Centrándose en diciembre de 1991 en la finca de Sandringham de la reina, Spencer es una imaginación de la decisión de Diana de poner fin a su matrimonio con el príncipe Carlos y dejar a la familia real. Tras su estreno mundial, la actuación de Stewart como Diana ya ha sido anunciada como digna de un Oscar. La recepción de la película logró incluso una ovación de pie de tres minutos .

Durante su vida, Diana vivió muchos papeles ante el ojo público 

Se convirtió en princesa después de una boda de cuento de hadas , madre , víctima de la bulimia , objetivo de la prensa sensacionalista , icono de la moda , cautivadora de los corazones públicos y, en última instancia, divorciada que murió a los 36 años en circunstancias trágicas .

Diana también ha sido venerada como un símbolo de amor, compasión y caridad reconocido internacionalmente y como defensora de los desfavorecidos y estigmatizados. Diana entendió el poder de tener un papel en el ojo público y lo usó para cambiar actitudes y abordar problemas sociales.

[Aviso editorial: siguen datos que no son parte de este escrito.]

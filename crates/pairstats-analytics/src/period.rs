//! 기간별 거래 통계.
//!
//! 청산 시각의 로컬 달력 기간(일/주/월/분기/연)으로 거래를 묶고 기간마다 통계를 계산합니다.

use chrono::{DateTime, Datelike, Days, Months, NaiveDate, TimeZone, Utc};
use serde::{Deserialize, Serialize};
use std::collections::BTreeMap;
use std::fmt;
use std::str::FromStr;
use tracing::debug;

use pairstats_core::{end_of_local_day, start_of_local_day, TradeRecord};

use crate::statistics::{select_closed, statistics_from_closed, StatsOptions, TradeStatistics};

/// 시간 프레임 (데이터 집계 단위)
#[derive(Debug, Clone, Copy, PartialEq, Eq, Hash, Serialize, Deserialize)]
#[serde(rename_all = "snake_case")]
pub enum TimeFrame {
    /// 일별 집계
    Daily,
    /// 주별 집계 (월요일 시작)
    Weekly,
    /// 월별 집계
    Monthly,
    /// 분기별 집계
    Quarterly,
    /// 연간 집계
    Yearly,
}

impl TimeFrame {
    /// 시간 프레임의 표시 이름
    pub fn display_name(&self) -> &'static str {
        match self {
            TimeFrame::Daily => "일별",
            TimeFrame::Weekly => "주별",
            TimeFrame::Monthly => "월별",
            TimeFrame::Quarterly => "분기별",
            TimeFrame::Yearly => "연간",
        }
    }

    /// 날짜가 속한 기간의 첫날.
    pub fn period_start(&self, date: NaiveDate) -> NaiveDate {
        let first_of_month = date - Days::new(u64::from(date.day0()));
        match self {
            TimeFrame::Daily => date,
            TimeFrame::Weekly => {
                date - Days::new(u64::from(date.weekday().num_days_from_monday()))
            }
            TimeFrame::Monthly => first_of_month,
            TimeFrame::Quarterly => first_of_month
                .checked_sub_months(Months::new(date.month0() % 3))
                .unwrap_or(first_of_month),
            TimeFrame::Yearly => first_of_month
                .checked_sub_months(Months::new(date.month0()))
                .unwrap_or(first_of_month),
        }
    }

    /// 다음 기간의 첫날 (달력 범위를 넘으면 None).
    pub fn next_period_start(&self, start: NaiveDate) -> Option<NaiveDate> {
        match self {
            TimeFrame::Daily => start.checked_add_days(Days::new(1)),
            TimeFrame::Weekly => start.checked_add_days(Days::new(7)),
            TimeFrame::Monthly => start.checked_add_months(Months::new(1)),
            TimeFrame::Quarterly => start.checked_add_months(Months::new(3)),
            TimeFrame::Yearly => start.checked_add_months(Months::new(12)),
        }
    }
}

impl FromStr for TimeFrame {
    type Err = String;

    fn from_str(s: &str) -> Result<Self, Self::Err> {
        match s.trim().to_lowercase().as_str() {
            "daily" | "day" | "1d" => Ok(TimeFrame::Daily),
            "weekly" | "week" | "1w" => Ok(TimeFrame::Weekly),
            "monthly" | "month" | "1m" => Ok(TimeFrame::Monthly),
            "quarterly" | "quarter" | "1q" => Ok(TimeFrame::Quarterly),
            "yearly" | "year" | "1y" => Ok(TimeFrame::Yearly),
            _ => Err(format!("Unknown timeframe: {}", s)),
        }
    }
}

impl fmt::Display for TimeFrame {
    fn fmt(&self, f: &mut fmt::Formatter<'_>) -> fmt::Result {
        let name = match self {
            TimeFrame::Daily => "daily",
            TimeFrame::Weekly => "weekly",
            TimeFrame::Monthly => "monthly",
            TimeFrame::Quarterly => "quarterly",
            TimeFrame::Yearly => "yearly",
        };
        f.write_str(name)
    }
}

/// 기간별 통계.
#[derive(Debug, Clone, PartialEq, Serialize, Deserialize)]
pub struct PeriodStatistics {
    /// 기간 시작 (로컬 자정, UTC로 표현)
    pub start: DateTime<Utc>,
    /// 기간 종료 (마지막 날의 마지막 순간)
    pub end: DateTime<Utc>,
    /// 거래 통계
    pub stats: TradeStatistics,
}

impl PeriodStatistics {
    /// 기간 길이 (일수).
    pub fn period_days(&self) -> i64 {
        self.end.signed_duration_since(self.start).num_days() + 1
    }

    /// 일평균 거래 횟수.
    pub fn avg_trades_per_day(&self) -> f64 {
        let days = self.period_days().max(1) as f64;
        self.stats.total_trades as f64 / days
    }
}

/// 기간별 거래 통계를 계산합니다.
///
/// 거래가 있는 기간만 포함하며 기간 시작 순으로 정렬됩니다.
pub fn compute_period_statistics<Tz: TimeZone>(
    trades: &[TradeRecord],
    opts: &StatsOptions,
    timeframe: TimeFrame,
    tz: &Tz,
) -> Vec<PeriodStatistics> {
    let mut buckets: BTreeMap<NaiveDate, Vec<_>> = BTreeMap::new();

    for trade in select_closed(trades, opts) {
        let local_date = trade.closed_at.with_timezone(tz).date_naive();
        buckets
            .entry(timeframe.period_start(local_date))
            .or_default()
            .push(trade);
    }

    debug!(
        timeframe = %timeframe,
        periods = buckets.len(),
        "Computing period statistics"
    );

    buckets
        .into_iter()
        .map(|(first_day, closed)| {
            let end = timeframe
                .next_period_start(first_day)
                .and_then(|next| next.pred_opt())
                .map(|last_day| end_of_local_day(tz, last_day))
                .unwrap_or(DateTime::<Utc>::MAX_UTC);

            PeriodStatistics {
                start: start_of_local_day(tz, first_day),
                end,
                stats: statistics_from_closed(closed, opts.include_fees),
            }
        })
        .collect()
}

#[cfg(test)]
mod tests {
    use super::*;
    use chrono::{Duration, FixedOffset};
    use rust_decimal_macros::dec;

    fn date(y: i32, m: u32, d: u32) -> NaiveDate {
        NaiveDate::from_ymd_opt(y, m, d).unwrap()
    }

    fn trade(id: &str, closed: DateTime<Utc>, gross: rust_decimal::Decimal) -> TradeRecord {
        TradeRecord::closed(id, closed - Duration::hours(1), closed, gross, dec!(0))
    }

    #[test]
    fn test_period_start() {
        // 2024-05-15 (수요일)
        let d = date(2024, 5, 15);
        assert_eq!(TimeFrame::Daily.period_start(d), d);
        assert_eq!(TimeFrame::Weekly.period_start(d), date(2024, 5, 13));
        assert_eq!(TimeFrame::Monthly.period_start(d), date(2024, 5, 1));
        assert_eq!(TimeFrame::Quarterly.period_start(d), date(2024, 4, 1));
        assert_eq!(TimeFrame::Yearly.period_start(d), date(2024, 1, 1));

        // 일요일은 그 주 월요일로
        assert_eq!(TimeFrame::Weekly.period_start(date(2024, 5, 19)), date(2024, 5, 13));
    }

    #[test]
    fn test_timeframe_parse() {
        assert_eq!("weekly".parse::<TimeFrame>().unwrap(), TimeFrame::Weekly);
        assert_eq!("1M".parse::<TimeFrame>().unwrap(), TimeFrame::Monthly);
        assert!("hourly".parse::<TimeFrame>().is_err());
        assert_eq!(TimeFrame::Quarterly.to_string(), "quarterly");
    }

    #[test]
    fn test_daily_buckets_in_local_zone() {
        let tz = FixedOffset::east_opt(8 * 3600).unwrap();
        let trades = vec![
            // 로컬 5/1 10:00
            trade("a", Utc.with_ymd_and_hms(2024, 5, 1, 2, 0, 0).unwrap(), dec!(10)),
            // 로컬 5/2 01:00 (UTC로는 5/1)
            trade("b", Utc.with_ymd_and_hms(2024, 5, 1, 17, 0, 0).unwrap(), dec!(-4)),
            trade("c", Utc.with_ymd_and_hms(2024, 5, 1, 18, 0, 0).unwrap(), dec!(6)),
        ];

        let periods =
            compute_period_statistics(&trades, &StatsOptions::new(false), TimeFrame::Daily, &tz);

        assert_eq!(periods.len(), 2);
        assert_eq!(
            periods[0].start,
            Utc.with_ymd_and_hms(2024, 4, 30, 16, 0, 0).unwrap()
        );
        assert_eq!(
            periods[0].end,
            Utc.with_ymd_and_hms(2024, 5, 1, 16, 0, 0).unwrap() - Duration::nanoseconds(1)
        );
        assert_eq!(periods[0].stats.total_trades, 1);
        assert_eq!(periods[1].stats.total_trades, 2);
        assert_eq!(periods[1].stats.net_profit, dec!(2));
        assert_eq!(periods[1].period_days(), 1);
        assert_eq!(periods[1].avg_trades_per_day(), 2.0);
    }

    #[test]
    fn test_monthly_periods() {
        let trades = vec![
            trade("a", Utc.with_ymd_and_hms(2024, 1, 31, 12, 0, 0).unwrap(), dec!(5)),
            trade("b", Utc.with_ymd_and_hms(2024, 2, 1, 12, 0, 0).unwrap(), dec!(7)),
            trade("c", Utc.with_ymd_and_hms(2024, 2, 29, 12, 0, 0).unwrap(), dec!(-3)),
        ];

        let periods =
            compute_period_statistics(&trades, &StatsOptions::new(false), TimeFrame::Monthly, &Utc);

        assert_eq!(periods.len(), 2);
        assert_eq!(periods[0].stats.net_profit, dec!(5));
        assert_eq!(periods[1].stats.net_profit, dec!(4));
        assert_eq!(periods[1].period_days(), 29);
    }

    #[test]
    fn test_empty_input() {
        let periods =
            compute_period_statistics(&[], &StatsOptions::new(true), TimeFrame::Weekly, &Utc);
        assert!(periods.is_empty());
    }
}
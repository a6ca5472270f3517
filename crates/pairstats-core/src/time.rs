//! 날짜/시간 유틸리티.
//!
//! 모든 함수는 시간대를 명시적으로 받으며 시스템 시계를 읽지 않습니다.

use chrono::{DateTime, Duration, NaiveDate, NaiveDateTime, NaiveTime, TimeZone, Utc};

use crate::error::{PairStatsError, PairStatsResult};

/// 로컬 날짜/시각을 주어진 시간대의 시각으로 변환합니다.
///
/// 서머타임 전환으로 모호한 시각은 이른 쪽을, 존재하지 않는 시각은
/// 한 시간 뒤를 사용합니다.
pub fn localize<Tz: TimeZone>(tz: &Tz, naive: NaiveDateTime) -> DateTime<Tz> {
    tz.from_local_datetime(&naive)
        .earliest()
        .or_else(|| tz.from_local_datetime(&(naive + Duration::hours(1))).earliest())
        .unwrap_or_else(|| tz.from_utc_datetime(&naive))
}

/// 해당 로컬 날짜의 시작 시각(00:00:00)을 반환합니다.
pub fn start_of_local_day<Tz: TimeZone>(tz: &Tz, date: NaiveDate) -> DateTime<Utc> {
    localize(tz, date.and_time(NaiveTime::MIN)).with_timezone(&Utc)
}

/// 해당 로컬 날짜의 마지막 시각(다음 날 자정 - 1ns)을 반환합니다.
pub fn end_of_local_day<Tz: TimeZone>(tz: &Tz, date: NaiveDate) -> DateTime<Utc> {
    match date.succ_opt() {
        Some(next) => start_of_local_day(tz, next) - Duration::nanoseconds(1),
        None => DateTime::<Utc>::MAX_UTC,
    }
}

/// 시각이 속한 로컬 날짜의 자정을 반환합니다.
pub fn local_midnight<Tz: TimeZone>(dt: &DateTime<Tz>) -> DateTime<Utc> {
    start_of_local_day(&dt.timezone(), dt.date_naive())
}

/// 날짜 문자열을 UTC 시각으로 해석합니다.
///
/// 지원 형식:
/// - `YYYY-MM-DD` → 해당 로컬 날짜의 자정
/// - RFC 3339 (`Z` 또는 오프셋 포함) → 그대로
/// - 오프셋 없는 `YYYY-MM-DDTHH:MM:SS[.fff]` → 로컬 시각으로 간주
///
/// URL 인코딩된 `:`(`%3A`)와 `+`(`%2B`)는 미리 복원합니다.
pub fn parse_date_string<Tz: TimeZone>(input: &str, tz: &Tz) -> PairStatsResult<DateTime<Utc>> {
    let s = input.trim().replace("%3A", ":").replace("%2B", "+");

    if let Ok(dt) = DateTime::parse_from_rfc3339(&s) {
        return Ok(dt.with_timezone(&Utc));
    }

    for fmt in ["%Y-%m-%dT%H:%M:%S%.f", "%Y-%m-%d %H:%M:%S%.f"] {
        if let Ok(naive) = NaiveDateTime::parse_from_str(&s, fmt) {
            return Ok(localize(tz, naive).with_timezone(&Utc));
        }
    }

    NaiveDate::parse_from_str(&s, "%Y-%m-%d")
        .map(|date| start_of_local_day(tz, date))
        .map_err(|e| PairStatsError::InvalidDate(format!("'{}': {}", input, e)))
}

/// 종료 날짜 문자열을 해석합니다.
///
/// 날짜만 주어지면 그날의 마지막 시각으로 확장합니다.
pub fn parse_end_date_string<Tz: TimeZone>(
    input: &str,
    tz: &Tz,
) -> PairStatsResult<DateTime<Utc>> {
    match NaiveDate::parse_from_str(input.trim(), "%Y-%m-%d") {
        Ok(date) => Ok(end_of_local_day(tz, date)),
        Err(_) => parse_date_string(input, tz),
    }
}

Como figura pública de alto perfil, Diana mostró una rara vulnerabilidad y humanidad que difería de la familia real con la que se había casado. Posteriormente, alcanzó un estado de amada que se ha extendido más allá de la muerte.

De hecho, Diana ya no se limita a fotografías y entrevistas durante su vida. Ella resucita en The Crown de Netflix y ahora en su propio largometraje, Spencer. Diana está experimentando una exitosa carrera póstuma , con su imagen y su vida trabajando después de su muerte, sin su consentimiento. Y de esta manera, Diana se presenta como una  heroína consumible de la cultura popular para la generación nacida después de su fallecimiento.

Chismes internacionales

Diana fue el foco de muchos chismes en su vida. Incluso después de su muerte, los chismes de los tabloides y la fascinación por la princesa realmente no disminuyeron. Esta fascinación se ha reavivado nuevamente a una escala global masiva ante la perspectiva de la liberación de Spencer.

Las investigaciones muestran que los chismes o las conversaciones frívolas pueden ayudar a crear y mantener lazos sociales, ya que nos permiten formar grupos . También puede permitir que las personas desarrollen nuevas formas de pensar sobre sí mismas y sobre los demás.

Sin embargo, los objetos de chismes , como Diana, no experimentan un fortalecimiento de los lazos con los demás. En cambio, se vuelven alienados o un objetivo y victimizados por las conversaciones que se realizan sobre ellos. De esta manera, las representaciones de Diana en la cultura popular permiten que se desate una nueva ola de chismes mientras el público observa, consume y contempla.

A través de los chismes a nivel internacional masivo, Diana se vuelve cada vez más objetiva y abstracta 

Ella es un “otro”, un símbolo para ser usado y hablado. Su vida personal está al aire para que todos la vean. Y ahora sus pensamientos y sentimientos privados han recibido el toque de Hollywood : se la ficcionaliza y se especula sobre ella como un personaje de película consumible reinventado .

Fijado en un símbolo

La princesa Diana, como heroína de la cultura popular y fuente de chismes, tiene un valor para arrojar luz sobre los apetitos de la sociedad en el siglo XXI. Ella revela cuánto ha cambiado y también lo poco que ha cambiado en cómo se forman los lazos sociales a través del chisme.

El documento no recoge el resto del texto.